Pas de seuil unique à 30 °C

Interrogé sur la possibilité d'arrêter automatiquement l'activité lorsque le thermomètre atteint 30 °C, le ministre du Travail a explicitement écarté cette hypothèse. Il a estimé qu'un tel seuil fixe ne tiendrait pas compte des différences de conditions de travail entre une boulangerie, un entrepôt frigorifique ou un bureau climatisé. À ses yeux, la rigidité d'une règle absolue risquerait de pénaliser injustement des entreprises sans apporter une protection efficace aux salariés les plus exposés.
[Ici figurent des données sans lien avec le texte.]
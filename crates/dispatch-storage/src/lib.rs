//! Storage module for the dispatch system.
//!
//! This module provides abstractions for persistent storage of dispatch data,
//! supporting different backend implementations such as in-memory or
//! file-based storage. Orders, payment sessions and settlement records are
//! all persisted through the same key-value interface, keyed as
//! `namespace:id`.

use async_trait::async_trait;
use dispatch_types::{ConfigSchema, ImplementationRegistry};
use serde::{de::DeserializeOwned, Serialize};
use thiserror::Error;

/// Re-export implementations
pub mod implementations {
	pub mod file;
	pub mod memory;
}

/// Errors that can occur during storage operations.
#[derive(Debug, Error)]
pub enum StorageError {
	/// Error that occurs when a requested item is not found.
	#[error("Not found")]
	NotFound,
	/// Error that occurs during serialization/deserialization.
	#[error("Serialization error: {0}")]
	Serialization(String),
	/// Error that occurs in the storage backend.
	#[error("Backend error: {0}")]
	Backend(String),
	/// Error that occurs during configuration validation.
	#[error("Configuration error: {0}")]
	Configuration(String),
}

/// Trait defining the low-level interface for storage backends.
///
/// This trait must be implemented by any storage backend that wants to
/// integrate with the dispatch system. Besides plain key-value operations it
/// requires an atomic check-and-insert, which is the primitive under
/// settlement-record deduplication, and a namespace scan used for role-scoped
/// order listing.
#[async_trait]
pub trait StorageInterface: Send + Sync {
	/// Retrieves raw bytes for the given key.
	async fn get_bytes(&self, key: &str) -> Result<Vec<u8>, StorageError>;

	/// Stores raw bytes, creating or overwriting the key.
	async fn set_bytes(&self, key: &str, value: Vec<u8>) -> Result<(), StorageError>;

	/// Deletes the value associated with the given key.
	async fn delete(&self, key: &str) -> Result<(), StorageError>;

	/// Checks if a key exists in storage.
	async fn exists(&self, key: &str) -> Result<bool, StorageError>;

	/// Atomically stores the value only if the key does not exist yet.
	///
	/// Returns true when this call created the key, false when the key was
	/// already present. The existence check and the insert are a single
	/// atomic step with respect to concurrent calls for the same key.
	async fn insert_if_absent(&self, key: &str, value: Vec<u8>) -> Result<bool, StorageError>;

	/// Returns the values of every key in the given namespace.
	///
	/// No ordering is guaranteed; callers sort as needed.
	async fn scan(&self, namespace: &str) -> Result<Vec<Vec<u8>>, StorageError>;

	/// Returns the configuration schema for validation.
	fn config_schema(&self) -> Box<dyn ConfigSchema>;
}

/// Type alias for storage factory functions.
///
/// This is the function signature that all storage implementations must provide
/// to create instances of their storage interface.
pub type StorageFactory = fn(&toml::Value) -> Result<Box<dyn StorageInterface>, StorageError>;

/// Registry trait for storage implementations.
///
/// This trait extends the base ImplementationRegistry to specify that
/// storage implementations must provide a StorageFactory.
pub trait StorageRegistry: ImplementationRegistry<Factory = StorageFactory> {}

/// Get all registered storage implementations.
///
/// Returns a vector of (name, factory) tuples for all available storage
/// implementations. This is used by the service layer to automatically
/// register all implementations.
pub fn get_all_implementations() -> Vec<(&'static str, StorageFactory)> {
	use implementations::{file, memory};

	vec![
		(file::Registry::NAME, file::Registry::factory()),
		(memory::Registry::NAME, memory::Registry::factory()),
	]
}

/// High-level storage service that provides typed operations.
///
/// The StorageService wraps a low-level storage backend and provides
/// convenient methods for storing and retrieving typed data with
/// automatic JSON serialization/deserialization.
pub struct StorageService {
	/// The underlying storage backend implementation.
	backend: Box<dyn StorageInterface>,
}

impl StorageService {
	/// Creates a new StorageService with the specified backend.
	pub fn new(backend: Box<dyn StorageInterface>) -> Self {
		Self { backend }
	}

	fn key(namespace: &str, id: &str) -> String {
		format!("{}:{}", namespace, id)
	}

	/// Stores a serializable value, creating or overwriting the key.
	pub async fn store<T: Serialize>(
		&self,
		namespace: &str,
		id: &str,
		data: &T,
	) -> Result<(), StorageError> {
		let bytes =
			serde_json::to_vec(data).map_err(|e| StorageError::Serialization(e.to_string()))?;
		self.backend.set_bytes(&Self::key(namespace, id), bytes).await
	}

	/// Retrieves and deserializes a value from storage.
	pub async fn retrieve<T: DeserializeOwned>(
		&self,
		namespace: &str,
		id: &str,
	) -> Result<T, StorageError> {
		let bytes = self.backend.get_bytes(&Self::key(namespace, id)).await?;
		serde_json::from_slice(&bytes).map_err(|e| StorageError::Serialization(e.to_string()))
	}

	/// Updates an existing value in storage.
	///
	/// Returns `NotFound` if the key does not exist, making it semantically
	/// different from store() which will create or overwrite.
	pub async fn update<T: Serialize>(
		&self,
		namespace: &str,
		id: &str,
		data: &T,
	) -> Result<(), StorageError> {
		let key = Self::key(namespace, id);
		if !self.backend.exists(&key).await? {
			return Err(StorageError::NotFound);
		}
		let bytes =
			serde_json::to_vec(data).map_err(|e| StorageError::Serialization(e.to_string()))?;
		self.backend.set_bytes(&key, bytes).await
	}

	/// Atomically stores a value only if the id is not present yet.
	///
	/// Returns true when this call created the entry. Two concurrent calls
	/// for the same id resolve to exactly one true.
	pub async fn insert_if_absent<T: Serialize>(
		&self,
		namespace: &str,
		id: &str,
		data: &T,
	) -> Result<bool, StorageError> {
		let bytes =
			serde_json::to_vec(data).map_err(|e| StorageError::Serialization(e.to_string()))?;
		self.backend
			.insert_if_absent(&Self::key(namespace, id), bytes)
			.await
	}

	/// Removes a value from storage.
	pub async fn remove(&self, namespace: &str, id: &str) -> Result<(), StorageError> {
		self.backend.delete(&Self::key(namespace, id)).await
	}

	/// Checks if a value exists in storage.
	pub async fn exists(&self, namespace: &str, id: &str) -> Result<bool, StorageError> {
		self.backend.exists(&Self::key(namespace, id)).await
	}

	/// Retrieves and deserializes every value in a namespace.
	///
	/// Entries that fail to deserialize are skipped with a warning rather
	/// than failing the whole listing.
	pub async fn retrieve_all<T: DeserializeOwned>(
		&self,
		namespace: &str,
	) -> Result<Vec<T>, StorageError> {
		let raw = self.backend.scan(namespace).await?;
		let mut items = Vec::with_capacity(raw.len());
		for bytes in raw {
			match serde_json::from_slice(&bytes) {
				Ok(item) => items.push(item),
				Err(e) => {
					tracing::warn!(namespace, error = %e, "Skipping undecodable entry");
				},
			}
		}
		Ok(items)
	}
}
Un refus du « congé climatique » à l'espagnole

Le gouvernement français ne souhaite pas non plus transposer le modèle espagnol de « congé climatique », qui permet aux salariés de ne pas se rendre sur leur lieu de travail lors de pics de chaleur. Pour le ministre du Travail, ce dispositif serait difficilement applicable en France en raison de la diversité des métiers et des territoires. Il a plaidé pour des solutions plus ciblées, adaptées à chaque situation professionnelle.

Étendre les bonnes pratiques du BTP

En revanche, le ministre a indiqué réfléchir à une généralisation des mesures déjà en vigueur dans le secteur du bâtiment et des travaux publics. Dans le BTP, dès que la température dépasse un certain seuil, les employeurs ont l'obligation de mettre en place des pauses supplémentaires, de fournir de l'eau fraîche et d'adapter les horaires de travail pour éviter les heures les plus chaudes. L'idée serait d'étendre ces dispositions à d'autres branches professionnelles confrontées à la chaleur, comme la logistique, l'agriculture ou la propreté.

Une « caisse canicule » pour le chômage technique ?

Le ministre du Travail s'est également prononcé contre la création d'une « caisse canicule » qui permettrait de placer les salariés au chômage technique en cas de fortes chaleurs, comme le réclament certains syndicats. Il a jugé ce mécanisme trop coûteux et complexe à gérer, préférant s'appuyer sur les dispositifs existants d'activité partielle, qui peuvent déjà être mobilisés en cas d'intempéries exceptionnelles. Toutefois, il n'a pas exclu d'améliorer l'accès à ce régime pour les entreprises touchées par des épisodes caniculaires, à condition que les demandes soient justifiées par une impossibilité réelle de travailler.

La CGT réclame davantage

Cette position du ministre intervient alors que la CGT a déposé une revendication claire : étendre le régime de chômage partiel pour intempéries aux fortes chaleurs. Le syndicat estime que les salariés du bâtiment, mais aussi ceux de l'agriculture ou de la propreté, ne peuvent pas toujours être protégés par de simples aménagements horaires. La confédération demande la mise en place d'un fonds spécifique, abondé par les entreprises et l'État, pour indemniser les salariés contraints de cesser le travail lors des pics de chaleur.

Des pistes alternatives : sieste et horaires aménagés

Parallèlement, le gouvernement explore d'autres pistes pour atténuer l'impact des fortes chaleurs sur la productivité et la santé des travailleurs. Le ministre de l'Économie avait précédemment évoqué l'idée de généraliser la sieste dans les entreprises, sur le modèle espagnol, ainsi que des horaires de travail décalés pour débuter plus tôt le matin et terminer avant les heures les plus chaudes. Ces propositions, encore à l'étude, visent à réduire l'exposition des salariés aux températures élevées sans recourir à un arrêt total de l'activité.

Un débat qui s'intensifie

Alors que la France connaît des épisodes caniculaires de plus en plus fréquents et intenses, le monde du travail cherche des réponses adaptées. Syndicats et patronats divergent sur les solutions à adopter : les premiers réclament des dispositifs contraignants et des indemnisations, les seconds privilégient la flexibilité et la responsabilisation des employeurs. Le gouvernement tente pour l'instant de trouver un équilibre entre protection des salariés et maintien de l'activité économique, en écartant les mesures jugées trop radicales ou inadaptées à la réalité des métiers.